▸ **Assigned task**
Each time a line of the listing holds "MinutesConfig", copy that line.

▸ **Exercise input**

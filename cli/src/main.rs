use anyhow::{Context, Result};
use clap::Parser;
use minutes_core::config::{load_layered, MinutesConfig};
use minutes_core::{analyzer_from_config, summarizer_from_config};
use minutes_records::{FileKeyValueStore, MeetingRecords};
use std::process::ExitCode;
use std::sync::Arc;
use tracing::debug;

mod app;
mod cli;
mod logging;
mod output;

use crate::cli::{Args, Command};
use crate::logging::init_logging;
use crate::output::print_error;

const APP_NAME: &str = "minutes";

#[tokio::main]
async fn main() -> ExitCode {
    // Load environment variables from .env before reading config
    dotenvy::dotenv().ok();

    let args = Args::parse();
    init_logging(args.verbose);

    match run(args).await {
        Ok(()) => ExitCode::SUCCESS,
        Err(e) => {
            debug!("{:?}", e);
            print_error(&e.to_string());
            ExitCode::FAILURE
        }
    }
}

async fn run(args: Args) -> Result<()> {
    let overrides = MinutesConfig {
        use_dummy_ai: args.dummy.then_some(true),
        data_dir: args.data_dir.clone(),
        ..MinutesConfig::default()
    };
    let config = load_layered(args.config.as_deref(), APP_NAME)?.merge(&overrides);

    let record_dir = config
        .resolved_data_dir(APP_NAME)
        .context("Failed to resolve record directory")?;
    debug!("Using record directory {}", record_dir.display());
    let records = MeetingRecords::new(Arc::new(FileKeyValueStore::new(record_dir)));

    match args.command {
        Command::Analyze {
            text,
            file,
            image,
            save,
            json,
        } => {
            let content = app::read_notes(text, file).await?;
            let image_uri = match image {
                Some(path) => Some(app::read_image(&path).await?),
                None => None,
            };
            let analyzer = analyzer_from_config(&config)?;
            app::run_analyze(
                analyzer.as_ref(),
                &records,
                &content,
                image_uri.as_deref(),
                save,
                json,
            )
            .await?;
        }
        Command::Summarize { text, file, json } => {
            let text = app::read_notes(text, file).await?;
            let summarizer = summarizer_from_config(&config)?;
            app::run_summarize(summarizer.as_ref(), &text, json).await?;
        }
        Command::Records { action } => {
            app::run_records(&records, action).await?;
        }
    }
    Ok(())
}
//! Function declarations that constrain the model's output shape.

use serde_json::json;

use crate::types::{FunctionDeclaration, Tool};

pub const ANALYZE_FUNCTION_NAME: &str = "analyze_meeting_notes";
pub const SUMMARIZE_FUNCTION_NAME: &str = "summarize_and_extract_tasks";

/// System instruction for the analyze flow
pub const SECRETARY_INSTRUCTION: &str = "You are a professional secretary. Analyze the provided meeting notes or images of notes/whiteboards and extract structured information. Be precise and action-oriented.";

/// System instruction for the summarize flow
pub const SUMMARIZER_INSTRUCTION: &str = "You summarize text and break it down into concrete tasks. Reply in the language of the input.";

/// Declaration whose parameters mirror `MeetingAnalysis`
pub fn analyze_function() -> FunctionDeclaration {
    FunctionDeclaration {
        name: ANALYZE_FUNCTION_NAME.to_string(),
        description: Some(
            "Extract summary, key points, and action items from meeting notes or transcriptions."
                .to_string(),
        ),
        parameters: json!({
            "type": "OBJECT",
            "properties": {
                "title": {
                    "type": "STRING",
                    "description": "A short descriptive title for the meeting."
                },
                "summary": {
                    "type": "STRING",
                    "description": "A 2-3 sentence overview of what was discussed."
                },
                "keyPoints": {
                    "type": "ARRAY",
                    "items": { "type": "STRING" },
                    "description": "List of the most important discussion points."
                },
                "actionItems": {
                    "type": "ARRAY",
                    "items": {
                        "type": "OBJECT",
                        "properties": {
                            "task": { "type": "STRING", "description": "Clear description of the task." },
                            "assignee": { "type": "STRING", "description": "The person responsible (if mentioned)." },
                            "dueDate": { "type": "STRING", "description": "Deadline for the task (if mentioned)." },
                            "priority": {
                                "type": "STRING",
                                "enum": ["High", "Medium", "Low"],
                                "description": "Urgency of the task."
                            }
                        },
                        "required": ["task", "priority"]
                    },
                    "description": "List of concrete actions to be taken after the meeting."
                }
            },
            "required": ["title", "summary", "keyPoints", "actionItems"]
        }),
    }
}

/// Declaration whose parameters mirror `TaskResult`
pub fn summarize_function() -> FunctionDeclaration {
    FunctionDeclaration {
        name: SUMMARIZE_FUNCTION_NAME.to_string(),
        description: Some("Summarize the text and list the tasks it implies.".to_string()),
        parameters: json!({
            "type": "OBJECT",
            "properties": {
                "summary": { "type": "STRING", "description": "A concise summary of the text." },
                "tasks": {
                    "type": "ARRAY",
                    "items": { "type": "STRING" },
                    "description": "Concrete tasks derived from the text."
                }
            },
            "required": ["summary", "tasks"]
        }),
    }
}

/// Wrap a single declaration in the tool list Gemini expects
pub fn single_function_tool(declaration: FunctionDeclaration) -> Vec<Tool> {
    vec![Tool {
        function_declarations: vec![declaration],
    }]
}

#[cfg(test)]
mod tests {
    use super::*;
    use serde_json::Value;

    #[test]
    fn analyze_schema_requires_all_top_level_fields() {
        let params = analyze_function().parameters;
        assert_eq!(
            params["required"],
            json!(["title", "summary", "keyPoints", "actionItems"])
        );
    }

    #[test]
    fn action_item_priority_is_an_enum() {
        let params = analyze_function().parameters;
        let item = &params["properties"]["actionItems"]["items"];
        assert_eq!(item["required"], json!(["task", "priority"]));
        assert_eq!(
            item["properties"]["priority"]["enum"],
            json!(["High", "Medium", "Low"])
        );
        assert!(item["properties"]["assignee"].is_object());
        assert!(item["properties"]["dueDate"].is_object());
    }

    #[test]
    fn tool_serializes_with_declarations() {
        let tools = single_function_tool(summarize_function());
        let value = serde_json::to_value(&tools).unwrap();
        assert_eq!(
            value[0]["function_declarations"][0]["name"],
            Value::from(SUMMARIZE_FUNCTION_NAME)
        );
    }
}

▸ **Answer box**
use minutes_core::config::{load_layered, MinutesConfig};
    let overrides = MinutesConfig {
        ..MinutesConfig::default()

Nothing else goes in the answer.